The paper analyzes maximally symmetric brane-world solutions in five dimensions with a bulk scalar and a Lovelock-type action that yields field equations with no higher than second order derivatives, including the Gauss-Bonnet term $\mathcal{L}_{\mathrm{GB}}$. It develops conformally flat bulk solutions, brane junction conditions, and a tensor perturbation framework to study gravity localisation, stability, and self-tuning. It demonstrates that higher-curvature corrections can induce ghosts and tachyons, complicating localization and self-tuning, and provides a detailed six-dimensional Kaluza-Klein example illustrating both potential gravity localisation and the ghost problem. The work clarifies the constraints and trade-offs when incorporating Gauss-Bonnet and scalar couplings into brane-world models and outlines analytic solution methods, highlighting how finite-volume and no-naked-singularity requirements constrain self-tuning. Overall, the results map the subtle balance between higher-curvature corrections, brane tension, and gravity localisation in string-inspired setups, and point to directions for further investigation of bulk ghosts and stability.

Abstract

We investigate maximally symmetric brane world solutions with a scalar field.
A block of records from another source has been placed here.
//! Wildcard path patterns.
//!
//! A pattern such as `mapped/{sample}_{mate,[12]}.bam` compiles to an anchored
//! regex with one named capture group per wildcard occurrence. Matching a
//! concrete path yields a [`WildcardBinding`]; rendering substitutes a binding
//! back into the pattern. The two directions are independent of each other.

use std::collections::{BTreeMap, BTreeSet};

use regex::Regex;
use ruleflow_types::{FlowError, Result};

use crate::braces::{is_identifier, tokenize, Token};

/// Wildcard name → concrete value. Ordered so bindings hash and print stably.
pub type WildcardBinding = BTreeMap<String, String>;

/// Unconstrained wildcards match any non-separator substring.
const DEFAULT_WILDCARD_REGEX: &str = "[^/]+";

/// A placeholder name with no value in the rendering scope.
#[derive(Debug, Clone, PartialEq, Eq)]
pub struct Unbound(pub String);

#[derive(Debug, Clone, PartialEq, Eq)]
enum Segment {
    Literal(String),
    Wildcard {
        name: String,
        constraint: Option<String>,
    },
}

#[derive(Debug, Clone)]
pub struct Pattern {
    raw: String,
    segments: Vec<Segment>,
    regex: Regex,
    /// Capture group `g{i}` belongs to wildcard `groups[i]`.
    groups: Vec<String>,
}

impl Pattern {
    pub fn parse(raw: &str) -> Result<Self> {
        let invalid = |message: String| FlowError::InvalidPattern {
            pattern: raw.to_string(),
            message,
        };

        if raw.is_empty() {
            return Err(invalid("pattern is empty".into()));
        }

        let tokens = tokenize(raw).map_err(invalid)?;
        let mut segments = Vec::with_capacity(tokens.len());
        for tok in tokens {
            match tok {
                Token::Literal(text) => segments.push(Segment::Literal(text)),
                Token::Placeholder(body) => {
                    let (name, constraint) = match body.split_once(',') {
                        Some((name, constraint)) => {
                            (name.trim().to_string(), Some(constraint.to_string()))
                        }
                        None => (body.trim().to_string(), None),
                    };
                    if !is_identifier(&name) {
                        return Err(invalid(format!("'{{{body}}}' is not a valid wildcard name")));
                    }
                    if let Some(ref c) = constraint {
                        if c.is_empty() {
                            return Err(invalid(format!("wildcard '{name}' has an empty constraint")));
                        }
                    }
                    segments.push(Segment::Wildcard { name, constraint });
                }
            }
        }

        let mut source = String::from("^");
        let mut groups = Vec::new();
        for seg in &segments {
            match seg {
                Segment::Literal(text) => source.push_str(&regex::escape(text)),
                Segment::Wildcard { name, constraint } => {
                    let body = constraint.as_deref().unwrap_or(DEFAULT_WILDCARD_REGEX);
                    source.push_str(&format!("(?P<g{}>(?:{}))", groups.len(), body));
                    groups.push(name.clone());
                }
            }
        }
        source.push('$');

        let regex = Regex::new(&source).map_err(|e| invalid(format!("bad constraint: {e}")))?;

        Ok(Self {
            raw: raw.to_string(),
            segments,
            regex,
            groups,
        })
    }

    pub fn as_str(&self) -> &str {
        &self.raw
    }

    /// Distinct wildcard names used by this pattern.
    pub fn wildcards(&self) -> BTreeSet<String> {
        self.groups.iter().cloned().collect()
    }

    /// `true` when the pattern contains no wildcard at all.
    pub fn is_concrete(&self) -> bool {
        self.groups.is_empty()
    }

    /// Match a concrete path, extracting wildcard values.
    ///
    /// A wildcard that occurs more than once must capture the same value at
    /// every occurrence.
    pub fn matches(&self, path: &str) -> Option<WildcardBinding> {
        let caps = self.regex.captures(path)?;
        let mut binding = WildcardBinding::new();
        for (i, name) in self.groups.iter().enumerate() {
            let value = caps.name(&format!("g{i}"))?.as_str();
            match binding.get(name) {
                Some(existing) if existing != value => return None,
                Some(_) => {}
                None => {
                    binding.insert(name.clone(), value.to_string());
                }
            }
        }
        Some(binding)
    }

    /// Substitute `binding` into the pattern.
    pub fn render(&self, binding: &WildcardBinding) -> std::result::Result<String, Unbound> {
        let mut out = String::with_capacity(self.raw.len());
        for seg in &self.segments {
            match seg {
                Segment::Literal(text) => out.push_str(text),
                Segment::Wildcard { name, .. } => match binding.get(name) {
                    Some(value) => out.push_str(value),
                    None => return Err(Unbound(name.clone())),
                },
            }
        }
        Ok(out)
    }
}

impl PartialEq for Pattern {
    fn eq(&self, other: &Self) -> bool {
        self.raw == other.raw
    }
}

impl Eq for Pattern {}

impl std::fmt::Display for Pattern {
    fn fmt(&self, f: &mut std::fmt::Formatter<'_>) -> std::fmt::Result {
        f.write_str(&self.raw)
    }
}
Five-dimensional bulk gravity is described by a general lagrangian which yields field equations containing no higher than second order derivatives. This includes the Gauss-Bonnet combination for the graviton. Stability and gravitational properties of such solutions are considered, and we particularily emphasise the modifications induced by the higher order terms. In particular it is shown that higher curvature corrections to Einstein theory can give rise to instabilities in brane world solutions. A method for analytically obtaining the general solution for such actions is outlined. Genericaly, the requirement of a finite volume element together with the absence of a naked singularity in the bulk imposes fine-tuning of the brane tension. A model with a moduli scalar field is analysed in detail and we address questions of instability and non-singular self-tuning solutions. In particular, we discuss a case with a normalisable zero mode but infinite volume element.